Shivam Pankaj Mavi (born 26 November 1998) is an Indian international cricketer, who is a right-arm fast-medium bowler. He made his international debut for the Indian cricket team in January 2023.

==Domestic and T20 franchise career==
In January 2018, he was bought by the Kolkata Knight Riders in the 2018 IPL auction. He made his Twenty20 debut for the Kolkata Knight Riders in the 2018 Indian Premier League on 14 April 2018.

On the opening day of the 2018–19 Vijay Hazare Trophy in September 2018, Mavi took a hat-trick for Uttar Pradesh against Saurashtra.

He made his first-class debut for Uttar Pradesh in the 2018–19 Ranji Trophy on 1 November 2018. On his Ranji debut, Mavi took a 4-fer against Goa in Kanpur, as Uttar Pradesh bowled Goa out for just 152. In his second first-class match against Odisha, he picked up his maiden five-wicket haul.

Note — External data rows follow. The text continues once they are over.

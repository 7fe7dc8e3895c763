use std::str::FromStr;

use async_trait::async_trait;
use serde::Deserialize;
use serde::Serialize;

use crate::error::TransportError;

/// HTTP method for worker requests.
#[derive(Debug, Clone, Copy, PartialEq, Eq, Default, Serialize, Deserialize)]
#[serde(rename_all = "UPPERCASE")]
pub enum Method {
    #[default]
    Get,
    Post,
    Put,
    Patch,
    Delete,
}

impl Method {
    /// The wire name.
    pub fn as_str(&self) -> &'static str {
        match self {
            Method::Get => "GET",
            Method::Post => "POST",
            Method::Put => "PUT",
            Method::Patch => "PATCH",
            Method::Delete => "DELETE",
        }
    }
}

impl std::fmt::Display for Method {
    fn fmt(&self, f: &mut std::fmt::Formatter<'_>) -> std::fmt::Result {
        f.write_str(self.as_str())
    }
}

impl FromStr for Method {
    type Err = TransportError;

    fn from_str(s: &str) -> Result<Self, Self::Err> {
        match s.to_ascii_uppercase().as_str() {
            "GET" => Ok(Method::Get),
            "POST" => Ok(Method::Post),
            "PUT" => Ok(Method::Put),
            "PATCH" => Ok(Method::Patch),
            "DELETE" => Ok(Method::Delete),
            other => Err(TransportError::InvalidRequest(format!(
                "unsupported method: {other}"
            ))),
        }
    }
}

/// A request ready to send.
#[derive(Debug, Clone)]
pub struct HttpRequest {
    /// HTTP method.
    pub method: Method,
    /// Absolute URL.
    pub url: String,
    /// Header name/value pairs.
    pub headers: Vec<(String, String)>,
    /// Optional body.
    pub body: Option<String>,
}

impl HttpRequest {
    /// Creates a request with no headers or body.
    pub fn new(method: Method, url: impl Into<String>) -> Self {
        Self {
            method,
            url: url.into(),
            headers: Vec::new(),
            body: None,
        }
    }

    /// Adds a header.
    pub fn header(mut self, name: impl Into<String>, value: impl Into<String>) -> Self {
        self.headers.push((name.into(), value.into()));
        self
    }

    /// Sets a JSON body with the matching content type.
    pub fn json_body(mut self, body: impl Into<String>) -> Self {
        self.headers
            .push(("Content-Type".to_string(), "application/json".to_string()));
        self.body = Some(body.into());
        self
    }
}

/// A received response.
#[derive(Debug, Clone)]
pub struct HttpResponse {
    /// HTTP status code.
    pub status: u16,
    /// Raw body text.
    pub body: String,
}

impl HttpResponse {
    /// Returns `true` for 2xx statuses.
    pub fn is_success(&self) -> bool {
        (200..300).contains(&self.status)
    }

    /// The body parsed as JSON; non-JSON bodies come back as a JSON
    /// string.
    pub fn json(&self) -> serde_json::Value {
        serde_json::from_str(&self.body)
            .unwrap_or_else(|_| serde_json::Value::String(self.body.clone()))
    }
}

/// The injected HTTP capability.
#[async_trait]
pub trait HttpTransport: Send + Sync {
    /// Send a request and read the full response.
    async fn send(&self, request: HttpRequest) -> Result<HttpResponse, TransportError>;
}

/// Production transport backed by `reqwest`.
#[derive(Debug, Clone, Default)]
pub struct ReqwestTransport {
    client: reqwest::Client,
}

impl ReqwestTransport {
    /// Creates a transport with a default client.
    pub fn new() -> Self {
        Self::default()
    }

    /// Creates a transport around an existing client.
    pub fn with_client(client: reqwest::Client) -> Self {
        Self { client }
    }
}

#[async_trait]
impl HttpTransport for ReqwestTransport {
    async fn send(&self, request: HttpRequest) -> Result<HttpResponse, TransportError> {
        let method = reqwest::Method::from_bytes(request.method.as_str().as_bytes())
            .map_err(|e| TransportError::InvalidRequest(e.to_string()))?;

        let mut builder = self.client.request(method, &request.url);
        for (name, value) in &request.headers {
            builder = builder.header(name, value);
        }
        if let Some(body) = request.body {
            builder = builder.body(body);
        }

        let response = builder
            .send()
            .await
            .map_err(|e| TransportError::Network(e.to_string()))?;
        let status = response.status().as_u16();
        let body = response
            .text()
            .await
            .map_err(|e| TransportError::Network(e.to_string()))?;

        Ok(HttpResponse { status, body })
    }
}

In February 2018, he was bought by the Kolkata Knight Riders in the auction for the 2018 Indian Premier League tournament.

==International career==
In December 2017, he was named in India's squad for the 2018 Under-19 Cricket World Cup. In July 2018, he was selected to play for the India A cricket team in the 2018 India Quadrangular Series. He made his List A debut for India A against South Africa A in the Quadrangular Series on 27 August 2018.

In December 2018, he was named in India's team for the 2018 ACC Emerging Teams Asia Cup. In November 2019, he replaced injured Arshdeep Singh in India's squad for the 2019 ACC Emerging Teams Asia Cup.

In December 2022, Mavi earned his maiden call-up to the Indian cricket team for their Twenty20 International (T20I) series against Sri Lanka. On 3 January 2023, he made his T20I debut for India against Sri Lanka at Wankhede Stadium, Mumbai. He picked up 4 wickets for 22 runs and became the third Indian cricketer to take four wickets on T20I debut. His outstanding spell on debut helped India to register a thrilling 2-run victory over Sri Lanka in the opening T20I match.